How does a lie detector / polygraph?

A polygraph - also called polygraph - is a device with which one can say with some certainty whether a person is telling the truth or not. Its operation is based on the registration of different physical reactions. The reliability of a polygraph is not 100%, but now is around 70%. Read below about the methods of lie detection, the operation of a polygraph and its use. 
History of the polygraph 
A polygraph - also called polygraph - is a device with which one tries to find out the truth. The first lie detection test - also called polygraphic tests - were conducted in 1935 in Wisconsin. In the Netherlands, the first tests done on January 18, 1951 by Dr. Van der Zee (neurologist) and Dr. Holtzer (psychiatrist) in Eindhoven. 
Operation of a polygraph 
A polygraph record different physical reactions. This is done, inter alia, on the basis of electrodes. It is paid to breathing, heart rate, blood pressure, sweating, body posture, muscle tension and sudden abnormal operation.
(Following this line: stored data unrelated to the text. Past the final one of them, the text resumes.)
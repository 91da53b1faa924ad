//! Error types for the match engine
//!
//! This module defines all error types using anyhow for consistent error handling
//! throughout the crate.

/// Result type alias for convenience
pub type Result<T> = anyhow::Result<T>;

/// Custom error types for specific engine scenarios
///
/// Every variant is a recoverable per-request failure returned to the caller;
/// none is fatal to the process.
#[derive(Debug, thiserror::Error)]
pub enum EngineError {
    #[error("Invalid configuration: {reason}")]
    InvalidConfig { reason: String },

    #[error("Participant {participant} is already in an active match")]
    AlreadyInMatch { participant: String },

    #[error("Participant {participant} is already on the waiting list")]
    AlreadyWaiting { participant: String },

    #[error("Participant {participant} is already marked ready")]
    AlreadyReady { participant: String },

    #[error("Participant {participant} is not on the waiting list")]
    NotWaiting { participant: String },

    #[error("Participant {participant} is not part of this match")]
    NotAParticipant { participant: String },

    #[error("Match {match_id} is not accepting moves")]
    SessionNotInProgress { match_id: u64 },

    #[error("Internal engine error: {message}")]
    Internal { message: String },
}
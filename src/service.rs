//! Command dispatch between the transport and the engine
//!
//! The transport translates whatever it receives (chat commands, button
//! presses) into `Command` values; `EngineService` drives the engine and
//! pushes the resulting notifications back through the sink. User-correctable
//! failures become informational replies instead of errors.

use crate::engine::{MatchEngine, Reply};
use crate::error::{EngineError, Result};
use crate::notify::{deliver_all, Notification, NotificationSink};
use crate::types::Move;
use std::sync::Arc;
use tracing::{info, warn};

/// The closed set of participant commands
#[derive(Debug, Clone, PartialEq, Eq)]
pub enum Command {
    /// Enter the waiting list
    Join,
    /// Declare readiness to start a match
    Ready,
    /// Leave the waiting list
    Leave,
    /// Set the pending round count
    SetRounds(u32),
    /// Set the pending target player count
    SetPlayers(u32),
    /// Set both pending values atomically
    SetBoth { rounds: u32, players: u32 },
    /// Show the participant's pending settings
    ShowSettings,
    /// Submit a move for the active match
    SubmitMove(Move),
    /// List the currently active matches
    ListMatches,
}

/// Drives the engine on behalf of the transport
pub struct EngineService {
    engine: Arc<MatchEngine>,
    sink: Arc<dyn NotificationSink>,
}

impl EngineService {
    pub fn new(engine: Arc<MatchEngine>, sink: Arc<dyn NotificationSink>) -> Self {
        Self { engine, sink }
    }

    pub fn engine(&self) -> &Arc<MatchEngine> {
        &self.engine
    }

    /// Handle one command from one participant
    ///
    /// Engine failures that the participant can correct are turned into reply
    /// notifications; only internal errors propagate to the caller.
    pub async fn handle(&self, participant: &str, command: Command) -> Result<()> {
        info!("Handling {:?} from participant '{}'", command, participant);

        let result = match command {
            Command::Join => self.engine.join(participant).map(Reply::into_notifications),
            Command::Ready => self
                .engine
                .mark_ready(participant)
                .map(Reply::into_notifications),
            Command::Leave => self.engine.leave(participant).map(Reply::into_notifications),
            Command::SetRounds(rounds) => self
                .engine
                .set_rounds(participant, rounds)
                .map(Reply::into_notifications),
            Command::SetPlayers(players) => self
                .engine
                .set_players(participant, players)
                .map(Reply::into_notifications),
            Command::SetBoth { rounds, players } => self
                .engine
                .set_both(participant, rounds, players)
                .map(Reply::into_notifications),
            Command::ShowSettings => self.engine.settings_for(participant).map(|settings| {
                vec![Notification::text(
                    participant,
                    format!(
                        "Match settings:\nRounds: {}\nPlayers: {}\nJoin the waiting list to play.",
                        settings.rounds, settings.players
                    ),
                )]
            }),
            Command::SubmitMove(mv) => self
                .engine
                .submit_move(participant, mv)
                .map(Reply::into_notifications),
            Command::ListMatches => self.engine.active_matches().map(|summaries| {
                let text = if summaries.is_empty() {
                    "No active matches.".to_string()
                } else {
                    let mut lines = vec!["Active matches:".to_string()];
                    for summary in summaries {
                        lines.push(format!(
                            "Match #{}: {} players (round {}/{})",
                            summary.match_id,
                            summary.player_count,
                            summary.current_round,
                            summary.total_rounds
                        ));
                    }
                    lines.join("\n")
                };
                vec![Notification::text(participant, text)]
            }),
        };

        let notifications = match result {
            Ok(notifications) => notifications,
            Err(e) => match self.reply_for_error(participant, &e) {
                Some(reply) => vec![reply],
                None => return Err(e),
            },
        };

        deliver_all(self.sink.as_ref(), notifications).await;
        Ok(())
    }

    /// Map a recoverable engine error to an informational reply
    ///
    /// Returns `None` for failures the participant cannot correct, which the
    /// caller propagates instead.
    fn reply_for_error(&self, participant: &str, error: &anyhow::Error) -> Option<Notification> {
        let engine_error = error.downcast_ref::<EngineError>()?;
        let text = match engine_error {
            // User-correctable, surfaced verbatim.
            EngineError::InvalidConfig { .. } => engine_error.to_string(),
            // State preconditions, informational.
            EngineError::AlreadyInMatch { .. } => {
                "You are already playing a match!".to_string()
            }
            EngineError::AlreadyWaiting { .. } => {
                "You are already on the waiting list.".to_string()
            }
            EngineError::AlreadyReady { .. } => "You are already ready to play!".to_string(),
            EngineError::NotWaiting { .. } => {
                "You are not on the waiting list. Join first.".to_string()
            }
            // Stale UI state or a transport bug; surfaced generically.
            EngineError::NotAParticipant { .. } | EngineError::SessionNotInProgress { .. } => {
                warn!(
                    "Rejected action from participant '{}': {}",
                    participant, engine_error
                );
                "That action is not available right now.".to_string()
            }
            EngineError::Internal { .. } => return None,
        };
        Some(Notification::text(participant, text))
    }
}
//! The match engine orchestrator
//!
//! `MatchEngine` ties the lobby, the settings store, and the session registry
//! together behind one handle that request handlers share. Every operation is
//! synchronous and runs to completion; the returned notifications are handed
//! to the transport only after the engine call has finished, so the engine
//! itself never performs I/O.
//!
//! Locking: each structure has its own mutex. The lobby lock is held across
//! the ready hand-off so that no participant can be both waiting and in a
//! session; each session's own lock is held across the read-modify-resolve
//! sequence so every round resolves exactly once.

use crate::config::EngineConfig;
use crate::error::{EngineError, Result};
use crate::lobby::WaitingLobby;
use crate::notify::{deliver_all, Notification, NotificationSink};
use crate::session::instance::SessionStatus;
use crate::session::SessionRegistry;
use crate::settings::{MatchSettings, SettingsStore};
use crate::types::{
    JoinOutcome, MatchId, MatchStarted, MatchSummary, Move, MoveOutcome, ParticipantId,
    ReadyOutcome,
};
use chrono::Utc;
use std::sync::{Arc, Mutex, MutexGuard, RwLock};
use tokio::time::interval;
use tracing::{debug, error, info, warn};

/// Statistics about engine operations
#[derive(Debug, Clone, Default)]
pub struct EngineStats {
    /// Total number of lobby joins accepted
    pub players_joined: u64,
    /// Total number of matches started
    pub matches_started: u64,
    /// Total number of matches played to completion
    pub matches_finished: u64,
    /// Total number of matches reaped for inactivity
    pub matches_reaped: u64,
    /// Total number of rounds resolved
    pub rounds_resolved: u64,
    /// Current number of live matches
    pub active_matches: usize,
    /// Current number of participants on the waiting list
    pub players_waiting: usize,
}

/// An operation's outcome together with the notifications it produced
///
/// The transport delivers the notifications after the engine call returns.
#[derive(Debug)]
pub struct Reply<T> {
    pub outcome: T,
    pub notifications: Vec<Notification>,
}

impl<T> Reply<T> {
    /// Drop the outcome and keep only the notifications
    pub fn into_notifications(self) -> Vec<Notification> {
        self.notifications
    }
}

/// The main engine handle
pub struct MatchEngine {
    config: EngineConfig,
    lobby: Mutex<WaitingLobby>,
    registry: Mutex<SessionRegistry>,
    settings: Mutex<SettingsStore>,
    stats: RwLock<EngineStats>,
}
A lie detection test assumes that if a person is not telling the truth, this is accompanied by an emotion. This emotion, in turn, generates a response to in our autonomic nervous system and these reactions we can measure with the aid of, inter alia, to the electrodes. A person who is aware of the fact that he was not telling the truth, an increased heart rate, blood pressure, breathing, sweating and muscle tension.
Guilty or not? 

A lie is never 100% reliable. Depending on the measurement method and the person may be called false positives occur, which they wrongly designated as guilty, or false negatives, which they wrongly considered not guilty.Lie detectors are rarely acknowledged as strong evidence, but offer a good supplement or witness statements and DNA research. There is also criticism of the polygraph. Thus, the response to stimuli of each person differently. A psychopath reacts eg with very little physiological activity when telling a lie.